For most of his career, Killer Mike has been the rapper that most hip-hop fans are crying out for without realising he's standing right there. Deft, provocative, knowledgeable, a sense of indebtedness to those without his breaks and an utmost respect for hip-hop's history without a fear of its future. But it took this year's second Run The Jewels LP—a record that flits between US race-relations, the caging of America's black population in private prisons and fucking the life out of someone like your dad flicking between HBO, CNN and Television X—for Mike to get the critical respect he deserves, especially outside of the hip-hop community.

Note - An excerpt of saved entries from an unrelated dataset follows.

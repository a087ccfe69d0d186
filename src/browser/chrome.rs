//! Chrome/Chromium session over the DevTools protocol.

use std::collections::HashSet;
use std::path::{Path, PathBuf};
use std::time::{Duration, Instant};

use anyhow::{Context, Result};
use async_trait::async_trait;
use chromiumoxide::browser::{Browser, BrowserConfig};
use chromiumoxide::cdp::browser_protocol::browser::{
    SetDownloadBehaviorBehavior, SetDownloadBehaviorParams,
};
use chromiumoxide::handler::viewport::Viewport;
use chromiumoxide::page::ScreenshotParams;
use chromiumoxide::Page;
use futures::StreamExt;
use tempfile::TempDir;
use tokio::sync::Mutex;
use tokio::task::JoinHandle;

use super::http::{HttpDownloader, SessionCookie};
use super::{BrowserLauncher, BrowserSession, DownloadCandidate, ElementQuery, LaunchOptions};

const VIEWPORT_WIDTH: u32 = 1280;
const VIEWPORT_HEIGHT: u32 = 720;
const DOWNLOAD_POLL: Duration = Duration::from_millis(250);
const HTTP_TIMEOUT: Duration = Duration::from_secs(60);

/// Selector for every element the locator considers. Indices returned by
/// [`ChromeSession::download_candidates`] refer to this node list.
const CANDIDATE_SELECTOR: &str = r#"a, button, [role="button"]"#;

/// Launches a local Chrome or Chromium.
#[derive(Debug, Clone, Default)]
pub struct ChromeLauncher;

#[async_trait]
impl BrowserLauncher for ChromeLauncher {
    async fn launch(&self, options: &LaunchOptions) -> Result<Box<dyn BrowserSession>> {
        Ok(Box::new(ChromeSession::launch(options).await?))
    }
}

struct Inner {
    browser: Option<Browser>,
    page: Page,
}

/// A single page in a launched browser, with downloads routed to a
/// temporary staging directory.
pub struct ChromeSession {
    inner: Mutex<Inner>,
    handler_task: JoinHandle<()>,
    download_dir: TempDir,
    http: HttpDownloader,
}

impl ChromeSession {
    pub async fn launch(options: &LaunchOptions) -> Result<Self> {
        let chrome_path = match &options.executable {
            Some(path) => path.display().to_string(),
            None => find_chrome().context(
                "Chrome/Chromium not found. Install it or set CHROME_PATH to the executable.",
            )?,
        };
        tracing::info!(executable = %chrome_path, headless = options.headless, "Launching browser");

        let mut builder = BrowserConfig::builder()
            .chrome_executable(chrome_path)
            .window_size(VIEWPORT_WIDTH, VIEWPORT_HEIGHT)
            .viewport(Viewport {
                width: VIEWPORT_WIDTH,
                height: VIEWPORT_HEIGHT,
                ..Viewport::default()
            })
            .arg("--disable-blink-features=AutomationControlled")
            .arg("--disable-infobars")
            .arg("--no-first-run")
            .arg("--no-default-browser-check")
            .arg("--no-sandbox");
        if !options.headless {
            builder = builder.with_head();
        }
        let config = builder
            .build()
            .map_err(|e| anyhow::anyhow!("Failed to configure browser: {e}"))?;

        let (browser, mut handler) = Browser::launch(config)
            .await
            .context("Failed to launch browser")?;
        let handler_task = tokio::spawn(async move { while (handler.next().await).is_some() {} });

        let page = browser.new_page("about:blank").await?;

        let download_dir = tempfile::Builder::new()
            .prefix("invoice-download-")
            .tempdir()
            .context("Failed to create download staging dir")?;
        setup_download_handling(&page, download_dir.path()).await?;

        Ok(Self {
            inner: Mutex::new(Inner {
                browser: Some(browser),
                page,
            }),
            handler_task,
            download_dir,
            http: HttpDownloader::new(HTTP_TIMEOUT)?,
        })
    }

    async fn page(&self) -> Page {
        self.inner.lock().await.page.clone()
    }

    async fn eval<T: serde::de::DeserializeOwned>(&self, script: String) -> Result<T> {
        let page = self.page().await;
        let result = page
            .evaluate_expression(script)
            .await
            .context("Script evaluation failed")?;
        result
            .into_value::<T>()
            .context("Unexpected script result")
    }

    async fn session_cookies(&self) -> Result<Vec<SessionCookie>> {
        let cookies = self.page().await.get_cookies().await?;
        Ok(cookies
            .into_iter()
            .map(|c| SessionCookie {
                domain: c.domain,
                path: c.path,
                name: c.name,
                value: c.value,
                secure: c.secure,
            })
            .collect())
    }

    async fn download_by_click(
        &self,
        candidate: &DownloadCandidate,
        timeout: Duration,
    ) -> Result<Vec<u8>> {
        let dir = self.download_dir.path();
        let initial = list_dir(dir)?;

        let clicked: bool = self
            .eval(format!(
                r#"(() => {{
                    const el = document.querySelectorAll({selector})[{index}];
                    if (!el) return false;
                    el.scrollIntoView({{block: 'center'}});
                    el.click();
                    return true;
                }})()"#,
                selector = serde_json::to_string(CANDIDATE_SELECTOR)?,
                index = candidate.index,
            ))
            .await?;
        if !clicked {
            anyhow::bail!("Download element #{} is no longer on the page", candidate.index);
        }

        let path = wait_for_download(dir, &initial, timeout).await?;
        let bytes = tokio::fs::read(&path)
            .await
            .with_context(|| format!("Failed to read downloaded file: {}", path.display()))?;
        if let Err(err) = tokio::fs::remove_file(&path).await {
            tracing::warn!(path = %path.display(), error = %err, "Failed to remove staged download");
        }
        Ok(bytes)
    }
}

#[async_trait]
impl BrowserSession for ChromeSession {
    async fn goto(&self, url: &str) -> Result<()> {
        let page = self.page().await;
        page.goto(url)
            .await
            .with_context(|| format!("Failed to navigate to {url}"))?;
        Ok(())
    }

    async fn current_url(&self) -> Result<Option<String>> {
        Ok(self.page().await.url().await?)
    }

    async fn exists(&self, queries: &[ElementQuery]) -> Result<bool> {
        self.eval(query_script(queries, "return true;")?).await
    }

    async fn click(&self, queries: &[ElementQuery]) -> Result<bool> {
        self.eval(query_script(
            queries,
            "el.scrollIntoView({block: 'center'}); el.click(); return true;",
        )?)
        .await
    }

    async fn fill(&self, queries: &[ElementQuery], value: &str) -> Result<bool> {
        let page = self.page().await;
        for query in queries.iter().filter(|q| q.text.is_none()) {
            let elements = match page.find_elements(query.selector).await {
                Ok(elements) => elements,
                Err(_) => continue,
            };
            if let Some(element) = elements.into_iter().next() {
                element.click().await?;
                element
                    .call_js_fn("function() { this.value = ''; }", false)
                    .await?;
                element.type_str(value).await?;
                return Ok(true);
            }
        }
        Ok(false)
    }

    async fn download_candidates(&self) -> Result<Vec<DownloadCandidate>> {
        let raw: String = self
            .eval(format!(
                r#"(() => {{
                    const out = [];
                    document.querySelectorAll({selector}).forEach((el, index) => {{
                        const row = el.closest('tr, li, [role="row"], [data-testid="invoice-row"]');
                        const href = el.getAttribute('href') ? el.href : null;
                        out.push({{
                            index,
                            label: (el.innerText || el.textContent || el.getAttribute('aria-label') || '').trim(),
                            context: row ? (row.innerText || '').trim() : '',
                            href,
                            has_download_attr: el.hasAttribute('download'),
                        }});
                    }});
                    return JSON.stringify(out);
                }})()"#,
                selector = serde_json::to_string(CANDIDATE_SELECTOR)?,
            ))
            .await?;
        serde_json::from_str(&raw).context("Failed to parse candidate list")
    }

    async fn download(&self, candidate: &DownloadCandidate, timeout: Duration) -> Result<Vec<u8>> {
        match candidate.http_url() {
            Some(url) => {
                tracing::debug!(url, "Fetching invoice over HTTP");
                let cookies = self.session_cookies().await?;
                tokio::time::timeout(timeout, self.http.fetch(url, &cookies))
                    .await
                    .with_context(|| format!("Timed out fetching {url}"))?
            }
            None => {
                tracing::debug!(index = candidate.index, "Clicking download element");
                self.download_by_click(candidate, timeout).await
            }
        }
    }

    async fn screenshot(&self, path: &Path) -> Result<()> {
        let page = self.page().await;
        let png = page
            .screenshot(ScreenshotParams::builder().full_page(true).build())
            .await
            .context("Failed to capture screenshot")?;
        tokio::fs::write(path, png)
            .await
            .with_context(|| format!("Failed to write screenshot: {}", path.display()))
    }

    async fn close(&self) -> Result<()> {
        let browser = self.inner.lock().await.browser.take();
        if let Some(mut browser) = browser {
            browser.close().await.context("Failed to close browser")?;
        }
        Ok(())
    }
}

impl Drop for ChromeSession {
    fn drop(&mut self) {
        self.handler_task.abort();
    }
}

/// Build a script that runs `action` on the first element matching the
/// queries (in order) and otherwise returns `false`.
fn query_script(queries: &[ElementQuery], action: &str) -> Result<String> {
    let queries = serde_json::to_string(queries)?;
    Ok(format!(
        r#"(() => {{
            const queries = {queries};
            const textOf = (el) => (el.innerText || el.textContent || '').trim();
            for (const q of queries) {{
                for (const el of document.querySelectorAll(q.selector)) {{
                    if (q.text !== null && !textOf(el).includes(q.text)) continue;
                    {action}
                }}
            }}
            return false;
        }})()"#
    ))
}

async fn setup_download_handling(page: &Page, download_dir: &Path) -> Result<()> {
    let download_params = SetDownloadBehaviorParams::builder()
        .behavior(SetDownloadBehaviorBehavior::Allow)
        .download_path(download_dir.display().to_string())
        .build()
        .map_err(|e| anyhow::anyhow!("Failed to build download params: {e}"))?;

    page.execute(download_params).await?;
    Ok(())
}

fn list_dir(dir: &Path) -> Result<HashSet<PathBuf>> {
    Ok(std::fs::read_dir(dir)
        .with_context(|| format!("Failed to list {}", dir.display()))?
        .filter_map(|e| e.ok())
        .map(|e| e.path())
        .collect())
}

/// Wait until a completed file that was not in `initial` shows up in `dir`.
async fn wait_for_download(
    dir: &Path,
    initial: &HashSet<PathBuf>,
    timeout: Duration,
) -> Result<PathBuf> {
    let start = Instant::now();
    loop {
        for file in list_dir(dir)? {
            if initial.contains(&file) {
                continue;
            }
            let filename = file.file_name().unwrap_or_default().to_string_lossy();
            if filename.ends_with(".crdownload") {
                continue;
            }
            return Ok(file);
        }

        if start.elapsed() > timeout {
            anyhow::bail!("No download completed within {}s", timeout.as_secs());
        }
        tokio::time::sleep(DOWNLOAD_POLL).await;
    }
}

/// Find a Chrome/Chromium executable on PATH or in well-known locations.
pub fn find_chrome() -> Option<String> {
    for name in ["google-chrome", "google-chrome-stable", "chromium", "chromium-browser"] {
        if let Ok(output) = std::process::Command::new("which").arg(name).output() {
            if output.status.success() {
                let path = String::from_utf8_lossy(&output.stdout).trim().to_string();
                if !path.is_empty() {
                    return Some(path);
                }
            }
        }
    }

    let candidates = [
        "/usr/bin/google-chrome",
        "/usr/bin/google-chrome-stable",
        "/usr/bin/chromium",
        "/usr/bin/chromium-browser",
        "/snap/bin/chromium",
        "/run/current-system/sw/bin/google-chrome",
        "/run/current-system/sw/bin/chromium",
        "/Applications/Google Chrome.app/Contents/MacOS/Google Chrome",
        "/Applications/Chromium.app/Contents/MacOS/Chromium",
    ];
    candidates
        .into_iter()
        .find(|candidate| Path::new(candidate).exists())
        .map(str::to_string)
}
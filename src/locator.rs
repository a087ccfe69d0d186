//! Find the download link for one billing period on the billing page.

use std::path::Path;

use crate::browser::{capture_diagnostic, BrowserSession, DownloadCandidate};
use crate::error::NotFoundError;
use crate::period::{mentioned_periods, BillingPeriod};
use crate::provider::Provider;

/// Screenshot written when no invoice matches.
pub const BILLING_PAGE_SCREENSHOT: &str = "billing_page.png";

const LABEL_HINTS: [&str; 3] = ["pdf", "download", "invoice"];
const HREF_HINTS: [&str; 2] = ["invoice", "pdf"];

/// A located invoice, ready for the fetcher.
#[derive(Debug, Clone, PartialEq, Eq)]
pub struct InvoiceReference {
    pub period: BillingPeriod,
    pub target: DownloadCandidate,
}

/// Whether the element looks like it leads to an invoice file.
pub fn is_download_affordance(candidate: &DownloadCandidate) -> bool {
    let label = candidate.label.to_lowercase();
    let href = candidate.href.as_deref().unwrap_or_default().to_lowercase();

    candidate.has_download_attr
        || LABEL_HINTS.iter().any(|hint| label.contains(hint))
        || HREF_HINTS.iter().any(|hint| href.contains(hint))
}

/// Text in which a candidate's period is looked for: its own label first,
/// then the surrounding row.
fn candidate_text(candidate: &DownloadCandidate) -> String {
    format!("{} {}", candidate.label, candidate.context)
}

/// Pick the first download affordance, in page order, that mentions `period`.
pub fn select_invoice(
    candidates: &[DownloadCandidate],
    period: BillingPeriod,
) -> Result<InvoiceReference, NotFoundError> {
    let affordances: Vec<&DownloadCandidate> = candidates
        .iter()
        .filter(|c| is_download_affordance(c))
        .collect();

    let mut seen = Vec::new();
    for candidate in &affordances {
        let periods = mentioned_periods(&candidate_text(candidate));
        tracing::debug!(
            index = candidate.index,
            label = %candidate.label,
            periods = ?periods,
            "Inspecting download candidate"
        );
        if periods.contains(&period) {
            return Ok(InvoiceReference {
                period,
                target: (*candidate).clone(),
            });
        }
        for p in periods {
            if !seen.contains(&p) {
                seen.push(p);
            }
        }
    }

    Err(NotFoundError::NoMatch {
        period,
        inspected: affordances.len(),
        seen,
    })
}

/// Open the billing page and locate the invoice for `period`.
///
/// On failure a full-page screenshot is saved to
/// `{output_dir}/billing_page.png` before the error is returned.
pub async fn locate_invoice(
    session: &dyn BrowserSession,
    provider: &Provider,
    period: BillingPeriod,
    output_dir: &Path,
) -> Result<InvoiceReference, NotFoundError> {
    let result = scan_billing_page(session, provider, period).await;
    if let Err(err) = &result {
        tracing::error!(error = %err, "Invoice not found");
        capture_diagnostic(session, &output_dir.join(BILLING_PAGE_SCREENSHOT)).await;
    }
    result
}

async fn scan_billing_page(
    session: &dyn BrowserSession,
    provider: &Provider,
    period: BillingPeriod,
) -> Result<InvoiceReference, NotFoundError> {
    tracing::info!(url = provider.billing_url, "Navigating to billing history");
    session
        .goto(provider.billing_url)
        .await
        .map_err(NotFoundError::Browser)?;
    if !provider.settle.is_zero() {
        tokio::time::sleep(provider.settle).await;
    }

    let candidates = session
        .download_candidates()
        .await
        .map_err(NotFoundError::Browser)?;
    tracing::info!(elements = candidates.len(), %period, "Looking for invoice");

    let reference = select_invoice(&candidates, period)?;
    tracing::info!(
        label = %reference.target.label,
        index = reference.target.index,
        "Found invoice download link"
    );
    Ok(reference)
}
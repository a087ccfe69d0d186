//! Stage error taxonomy.
//!
//! Each pipeline stage fails with its own error type. Everything except
//! [`ArchiveError`] aborts the run; archive failures are reported through
//! [`crate::archive::ArchiveOutcome`] instead.

use std::path::PathBuf;
use std::time::Duration;

use crate::period::BillingPeriod;

/// A required option is missing or malformed.
#[derive(Debug, thiserror::Error)]
pub enum ConfigError {
    #[error("missing {field}: set {env_var} or provide it through the secret store{}", secret_store_note(.secret_store))]
    MissingCredential {
        field: &'static str,
        env_var: &'static str,
        /// Why the secret store could not supply the value, if it was consulted.
        secret_store: Option<String>,
    },

    #[error("invalid value {value:?} for {var}: {reason}")]
    InvalidValue {
        var: &'static str,
        value: String,
        reason: String,
    },

    #[error("failed to read env file {}: {reason}", .path.display())]
    EnvFile { path: PathBuf, reason: String },

    #[error("failed to create output directory {}", .path.display())]
    OutputDir {
        path: PathBuf,
        #[source]
        source: std::io::Error,
    },
}

fn secret_store_note(note: &Option<String>) -> String {
    match note {
        Some(reason) => format!(" (secret store: {reason})"),
        None => String::new(),
    }
}

/// Login did not produce an authenticated session.
#[derive(Debug, thiserror::Error)]
pub enum AuthError {
    #[error("login form has no {field}")]
    MissingField { field: &'static str },

    #[error("login did not complete within {}s (last url: {})", .waited.as_secs(), .url.as_deref().unwrap_or("unknown"))]
    Timeout {
        waited: Duration,
        url: Option<String>,
    },

    #[error("two-factor or verification challenge detected at {url}; automated login is not supported for this account")]
    ChallengeDetected { url: String },

    #[error("browser error during login: {0:#}")]
    Browser(anyhow::Error),
}

/// No invoice for the target period could be located.
#[derive(Debug, thiserror::Error)]
pub enum NotFoundError {
    #[error("no invoice for {period} among {inspected} download link(s){}", seen_note(.seen))]
    NoMatch {
        period: BillingPeriod,
        inspected: usize,
        seen: Vec<BillingPeriod>,
    },

    #[error("billing page could not be scanned: {0:#}")]
    Browser(anyhow::Error),
}

fn seen_note(seen: &[BillingPeriod]) -> String {
    if seen.is_empty() {
        return String::new();
    }
    let periods: Vec<String> = seen.iter().map(ToString::to_string).collect();
    format!("; periods on page: {}", periods.join(", "))
}

/// The located invoice could not be retrieved or written.
#[derive(Debug, thiserror::Error)]
pub enum DownloadError {
    #[error("downloaded invoice for {period} is empty")]
    EmptyPayload { period: BillingPeriod },

    #[error("downloaded file for {period} is not a PDF ({bytes} bytes starting {preview:?})")]
    NotPdf {
        period: BillingPeriod,
        bytes: usize,
        preview: String,
    },

    #[error("failed to retrieve invoice: {0:#}")]
    Retrieve(anyhow::Error),

    #[error("failed to write {}", .path.display())]
    Write {
        path: PathBuf,
        #[source]
        source: std::io::Error,
    },
}

/// Remote archival failed. Never fatal to the run.
#[derive(Debug, thiserror::Error)]
pub enum ArchiveError {
    #[error("failed to read {} for upload", .path.display())]
    Read {
        path: PathBuf,
        #[source]
        source: std::io::Error,
    },

    #[error("refusing to upload empty artifact {}", .path.display())]
    EmptyArtifact { path: PathBuf },

    #[error("upload to {uri} failed: {error:#}")]
    Upload { uri: String, error: anyhow::Error },
}

/// Any fatal failure of a run.
#[derive(Debug, thiserror::Error)]
pub enum RunError {
    #[error(transparent)]
    Config(#[from] ConfigError),

    #[error("failed to launch browser: {0:#}")]
    Launch(anyhow::Error),

    #[error(transparent)]
    Auth(#[from] AuthError),

    #[error(transparent)]
    NotFound(#[from] NotFoundError),

    #[error(transparent)]
    Download(#[from] DownloadError),
}

impl RunError {
    /// Process exit code for this failure.
    pub fn exit_code(&self) -> u8 {
        match self {
            RunError::Config(_) => 2,
            RunError::Auth(_) => 3,
            RunError::NotFound(_) => 4,
            RunError::Download(_) => 5,
            RunError::Launch(_) => 1,
        }
    }
}
//! Login: fill the portal's form and wait until the session is authenticated.

use std::path::Path;
use std::time::{Duration, Instant};

use secrecy::ExposeSecret;

use crate::browser::{capture_diagnostic, BrowserSession, ERROR_SCREENSHOT};
use crate::credentials::Credentials;
use crate::error::AuthError;
use crate::provider::Provider;

/// Log in once. On failure, a screenshot is saved to
/// `{output_dir}/error_screenshot.png` before the error is returned.
pub async fn authenticate(
    session: &dyn BrowserSession,
    provider: &Provider,
    credentials: &Credentials,
    timeout: Duration,
    output_dir: &Path,
) -> Result<(), AuthError> {
    let result = login(session, provider, credentials, timeout).await;
    if let Err(err) = &result {
        tracing::error!(error = %err, "Login failed");
        capture_diagnostic(session, &output_dir.join(ERROR_SCREENSHOT)).await;
    }
    result
}

/// Submit the login form and wait for the post-login indicator.
///
/// There is exactly one attempt. A challenge prompt (MFA, email verification)
/// ends the attempt immediately.
pub async fn login(
    session: &dyn BrowserSession,
    provider: &Provider,
    credentials: &Credentials,
    timeout: Duration,
) -> Result<(), AuthError> {
    tracing::info!(provider = provider.display_name, url = provider.login_url, "Navigating to login");
    session.goto(provider.login_url).await.map_err(AuthError::Browser)?;
    settle(provider).await;

    // Landing pages put the form behind a "Log in" button.
    if !identity_visible(session, provider).await?
        && session.click(provider.landing_login).await.map_err(AuthError::Browser)?
    {
        tracing::debug!("Opened login form from landing page");
        settle(provider).await;
    }

    if !identity_visible(session, provider).await?
        && session
            .click(provider.continue_with_email)
            .await
            .map_err(AuthError::Browser)?
    {
        tracing::debug!("Switched to email login");
        settle(provider).await;
    }

    tracing::info!(identity = %credentials.masked_identity(), "Entering identity");
    if !session
        .fill(provider.identity_input, credentials.identity().expose_secret())
        .await
        .map_err(AuthError::Browser)?
    {
        return Err(AuthError::MissingField {
            field: "identity input",
        });
    }
    if !session
        .click(provider.identity_submit)
        .await
        .map_err(AuthError::Browser)?
    {
        return Err(AuthError::MissingField {
            field: "continue button",
        });
    }
    settle(provider).await;

    tracing::info!("Entering secret");
    if !session
        .fill(provider.secret_input, credentials.secret().expose_secret())
        .await
        .map_err(AuthError::Browser)?
    {
        return Err(AuthError::MissingField {
            field: "password input",
        });
    }
    if !session
        .click(provider.secret_submit)
        .await
        .map_err(AuthError::Browser)?
    {
        return Err(AuthError::MissingField {
            field: "log in button",
        });
    }

    tracing::info!(timeout_secs = timeout.as_secs(), "Waiting for login to complete");
    wait_for_login(session, provider, timeout).await?;
    settle(provider).await;

    tracing::info!("Login successful");
    Ok(())
}

async fn wait_for_login(
    session: &dyn BrowserSession,
    provider: &Provider,
    timeout: Duration,
) -> Result<(), AuthError> {
    let start = Instant::now();
    loop {
        let url = session.current_url().await.map_err(AuthError::Browser)?;

        if let Some(url) = url.as_deref() {
            if provider.is_challenge_url(url) {
                return Err(AuthError::ChallengeDetected {
                    url: url.to_string(),
                });
            }
        }
        if session
            .exists(provider.challenge_markers)
            .await
            .map_err(AuthError::Browser)?
        {
            return Err(AuthError::ChallengeDetected {
                url: url.unwrap_or_default(),
            });
        }

        if url.as_deref().is_some_and(|u| provider.is_post_login_url(u)) {
            return Ok(());
        }

        if start.elapsed() >= timeout {
            return Err(AuthError::Timeout { waited: timeout, url });
        }
        tokio::time::sleep(provider.poll_interval).await;
    }
}

async fn identity_visible(
    session: &dyn BrowserSession,
    provider: &Provider,
) -> Result<bool, AuthError> {
    session
        .exists(provider.identity_input)
        .await
        .map_err(AuthError::Browser)
}

async fn settle(provider: &Provider) {
    if !provider.settle.is_zero() {
        tokio::time::sleep(provider.settle).await;
    }
}
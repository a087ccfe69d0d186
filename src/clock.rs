use chrono::{NaiveDate, Utc};

/// Source of "today", so the default billing period is deterministic in tests.
pub trait Clock: Send + Sync {
    fn today(&self) -> NaiveDate;
}

#[derive(Debug, Clone, Default)]
pub struct SystemClock;

impl Clock for SystemClock {
    fn today(&self) -> NaiveDate {
        Utc::now().date_naive()
    }
}

#[derive(Debug, Clone)]
pub struct FixedClock {
    today: NaiveDate,
}

impl FixedClock {
    pub fn new(today: NaiveDate) -> Self {
        Self { today }
    }
}

impl Clock for FixedClock {
    fn today(&self) -> NaiveDate {
        self.today
    }
}
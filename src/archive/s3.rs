use anyhow::{Context, Result};
use async_trait::async_trait;
use aws_sdk_s3::primitives::ByteStream;
use aws_sdk_s3::Client;

use super::ObjectStore;

/// S3 via the AWS SDK default credential chain.
#[derive(Clone)]
pub struct S3ObjectStore {
    client: Client,
}

impl S3ObjectStore {
    pub fn new(sdk_config: &aws_config::SdkConfig) -> Self {
        Self {
            client: Client::new(sdk_config),
        }
    }
}

#[async_trait]
impl ObjectStore for S3ObjectStore {
    async fn put_object(
        &self,
        bucket: &str,
        key: &str,
        body: Vec<u8>,
        content_type: &str,
    ) -> Result<()> {
        self.client
            .put_object()
            .bucket(bucket)
            .key(key)
            .content_type(content_type)
            .body(ByteStream::from(body))
            .send()
            .await
            .with_context(|| format!("PutObject failed for s3://{bucket}/{key}"))?;
        Ok(())
    }
}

Killer Mike happened to be playing a Run The Jewels show in St. Louis on the same night that the Grand Jury failed to indict Darren Brown for the shooting of Michael Brown. It was a night when America looked to leaders for solace or response, yet they found little in President Obama's empty platitudes about a nation's hurt, as riots and protests broke out on streets across the country.

Killer Mike delivered a speech on stage that felt like it was accounting for what people were feeling that night. Far be it from me, a Jewish boy from North London, to guess how Black America was dealing with the news, but from the reaction in the crowd you sense this was a less-nebbishy version of Jon Stewart's tearful speech after 9/11, an outpouring of emotion that tried to somehow speak for the hurt that most people were feeling.

In an interview with Noisey the following day, Mike put it like this:

"[I'm] having to explain to a 17-year-old that the policeman isn't going to be brought to accountability for it. I'm having to explain to a seven-year-old girl what this is about. Then I still have a 20-year-old and a 12-year-old son. I'm supposed to teach them to interact with the police and make it through those encounters alive. My child should be worrying about her dance class and her sister's dance recital. I shouldn't have to be preparing my children that the world is going to be unfair to them for the rest of their lives.

"I'm a husband. I'm a man's man. I'm an alpha male. There's nothing about my wife and children that should say 'I'm afraid' because my father and my husband is there to protect me. But when your wife looks at you and just says, 'Man, you gotta wonder if God even loves you.' No man should have that."

If there was one moment in 2014 where music felt like it mattered, it was this.